A partir do momento que “uma coisa é sempre permeável, acompanhada, coberta ou envolvida por outra”, e que “tantas coisas estão dependentes de tantas outras” (Johann W. V. Goethe citado em Hensel & Menges, 2008, p. 15, tradução livre), como é que é possível encontrar aquilo que governa e aquilo que serve, aquilo que lidera e aquilo que segue, aquilo que manda e aquilo que obedece? Como é que a forma, determinada e determinante, se relaciona com as suas características com o elemento envolvente (Johann W. V. citado em Hensel & Menges, 2008, tradução livre)?

Há uma força viral que se torna útil desenvolver: o conceito de acções apro- priadas. Estas possibilitam a criação de um espaço real, de um espaço a saber e conhecer, de um espaço de mudança que possibilita a libertação da vida nas sociedades actuais. Em última instância, cabe ao indivíduo a decisão de se tornar espectador ou, pelo contrário, um criador da sua própria vida.
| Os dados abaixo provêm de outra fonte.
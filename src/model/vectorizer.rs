//! TF-IDF text vectorizer

use super::{FeatureVector, Vectorizer};
use crate::Result;
use regex::Regex;
use serde::{Deserialize, Serialize};
use std::collections::HashMap;

/// Row normalization applied after TF-IDF weighting
#[derive(Debug, Clone, Copy, PartialEq, Eq, Default, Serialize, Deserialize)]
#[serde(rename_all = "lowercase")]
pub enum Norm {
    L1,
    #[default]
    L2,
    None,
}

/// Fitted TF-IDF parameters as stored in the vectorizer artifact
#[derive(Debug, Clone, Serialize, Deserialize)]
pub struct TfidfParams {
    /// Term -> column index
    pub vocabulary: HashMap<String, usize>,
    /// Inverse document frequency per column
    pub idf: Vec<f64>,
    #[serde(default = "default_lowercase")]
    pub lowercase: bool,
    #[serde(default = "default_token_pattern")]
    pub token_pattern: String,
    #[serde(default = "default_ngram_range")]
    pub ngram_range: (usize, usize),
    #[serde(default)]
    pub sublinear_tf: bool,
    #[serde(default)]
    pub norm: Norm,
}

fn default_lowercase() -> bool {
    true
}

fn default_token_pattern() -> String {
    r"(?u)\b\w\w+\b".to_string()
}

fn default_ngram_range() -> (usize, usize) {
    (1, 1)
}

pub struct TfidfVectorizer {
    params: TfidfParams,
    token_re: Regex,
}

impl std::fmt::Debug for TfidfVectorizer {
    fn fmt(&self, f: &mut std::fmt::Formatter<'_>) -> std::fmt::Result {
        f.debug_struct("TfidfVectorizer")
            .field("vocabulary_size", &self.params.vocabulary.len())
            .field("ngram_range", &self.params.ngram_range)
            .field("norm", &self.params.norm)
            .finish()
    }
}

impl TfidfVectorizer {
    /// Validate fitted parameters and compile the token pattern
    pub fn from_params(params: TfidfParams) -> std::result::Result<Self, String> {
        let dim = params.idf.len();
        if let Some((term, col)) = params.vocabulary.iter().find(|(_, col)| **col >= dim) {
            return Err(format!(
                "vocabulary term {:?} maps to column {} but idf has {} entries",
                term, col, dim
            ));
        }
        let (min_n, max_n) = params.ngram_range;
        if min_n == 0 || min_n > max_n {
            return Err(format!("invalid ngram_range ({}, {})", min_n, max_n));
        }
        let token_re = Regex::new(&params.token_pattern)
            .map_err(|e| format!("invalid token_pattern: {}", e))?;

        Ok(Self { params, token_re })
    }

    pub fn dim(&self) -> usize {
        self.params.idf.len()
    }

    pub fn params(&self) -> &TfidfParams {
        &self.params
    }

    fn tokenize(&self, text: &str) -> Vec<String> {
        let text = if self.params.lowercase {
            text.to_lowercase()
        } else {
            text.to_string()
        };
        self.token_re
            .find_iter(&text)
            .map(|m| m.as_str().to_string())
            .collect()
    }

    fn ngrams(&self, tokens: &[String]) -> Vec<String> {
        let (min_n, max_n) = self.params.ngram_range;
        let mut grams = Vec::new();
        for n in min_n..=max_n {
            if n > tokens.len() {
                break;
            }
            for window in tokens.windows(n) {
                grams.push(window.join(" "));
            }
        }
        grams
    }
}

impl Vectorizer for TfidfVectorizer {
    fn transform(&self, text: &str) -> Result<FeatureVector> {
        let tokens = self.tokenize(text);

        let mut counts: HashMap<usize, f64> = HashMap::new();
        for gram in self.ngrams(&tokens) {
            if let Some(&col) = self.params.vocabulary.get(&gram) {
                *counts.entry(col).or_insert(0.0) += 1.0;
            }
        }

        let mut weighted: Vec<(usize, f64)> = counts
            .into_iter()
            .map(|(col, tf)| {
                let tf = if self.params.sublinear_tf { 1.0 + tf.ln() } else { tf };
                (col, tf * self.params.idf[col])
            })
            .collect();

        let norm = match self.params.norm {
            Norm::L1 => weighted.iter().map(|(_, v)| v.abs()).sum::<f64>(),
            Norm::L2 => weighted.iter().map(|(_, v)| v * v).sum::<f64>().sqrt(),
            Norm::None => 1.0,
        };
        if norm > 0.0 {
            for (_, v) in &mut weighted {
                *v /= norm;
            }
        }

        FeatureVector::from_pairs(self.dim(), weighted)
    }
}

#[cfg(test)]
mod tests {
    use super::*;

    fn params(terms: &[&str]) -> TfidfParams {
        TfidfParams {
            vocabulary: terms
                .iter()
                .enumerate()
                .map(|(i, t)| (t.to_string(), i))
                .collect(),
            idf: vec![1.0; terms.len()],
            lowercase: true,
            token_pattern: default_token_pattern(),
            ngram_range: (1, 1),
            sublinear_tf: false,
            norm: Norm::L2,
        }
    }

    #[test]
    fn test_tokenize_drops_single_chars_and_lowercases() {
        let v = TfidfVectorizer::from_params(params(&["hello"])).unwrap();
        assert_eq!(v.tokenize("Hello, a World!"), vec!["hello", "world"]);
    }

    #[test]
    fn test_transform_l2_normalized() {
        let v = TfidfVectorizer::from_params(params(&["model", "text", "unused"])).unwrap();
        let features = v.transform("Model text text").unwrap();
        let dense = features.to_dense();

        assert_eq!(features.dim(), 3);
        let norm: f64 = dense.iter().map(|x| x * x).sum::<f64>().sqrt();
        assert!((norm - 1.0).abs() < 1e-9);
        assert!((dense[1] - 2.0 * dense[0]).abs() < 1e-9);
        assert_eq!(dense[2], 0.0);
    }

    #[test]
    fn test_out_of_vocabulary_text_is_zero_vector() {
        let v = TfidfVectorizer::from_params(params(&["model"])).unwrap();
        let features = v.transform("nothing known here").unwrap();
        assert_eq!(features.nnz(), 0);
        assert_eq!(features.dim(), 1);
    }

    #[test]
    fn test_bigrams_and_idf() {
        let mut p = params(&["large language", "language"]);
        p.ngram_range = (1, 2);
        p.idf = vec![2.0, 1.0];
        p.norm = Norm::None;
        let v = TfidfVectorizer::from_params(p).unwrap();

        let dense = v.transform("large language model").unwrap().to_dense();
        assert_eq!(dense, vec![2.0, 1.0]);
    }

    #[test]
    fn test_sublinear_tf() {
        let mut p = params(&["word"]);
        p.sublinear_tf = true;
        p.norm = Norm::None;
        let v = TfidfVectorizer::from_params(p).unwrap();

        let dense = v.transform("word word word").unwrap().to_dense();
        assert!((dense[0] - (1.0 + 3.0_f64.ln())).abs() < 1e-9);
    }

    #[test]
    fn test_rejects_bad_params() {
        let mut p = params(&["a1"]);
        p.idf.clear();
        assert!(TfidfVectorizer::from_params(p).is_err());

        let mut p = params(&["a1"]);
        p.ngram_range = (2, 1);
        assert!(TfidfVectorizer::from_params(p).is_err());

        let mut p = params(&["a1"]);
        p.token_pattern = "(".to_string();
        assert!(TfidfVectorizer::from_params(p).is_err());
    }
}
Esta ideia passaria pela construção de situações e pela sua transformação numa qualidade passional superior, os quais resultariam em momentos efémeros - - os únicos que ainda nos restam e que valem a pena serem trabalhados (Pinto J. M., 2005).

Reunimos trinta raios e chamamos-lhe roda. Mas é do espaço onde não há nada que a utilidade da roda depende. Giramos o barro para fazer um vaso; Mas é do espaço onde não há nada que a utilidade do vaso depende. Perfu- ramos portas e janelas para fazer uma casa; e são esses espaços onde não há nada que a utilidade da casa depende. Portanto, da mesma forma que nos aproveitamos daquilo que é, devemos reconhecer a utilidade do que não é (Ching, 1998).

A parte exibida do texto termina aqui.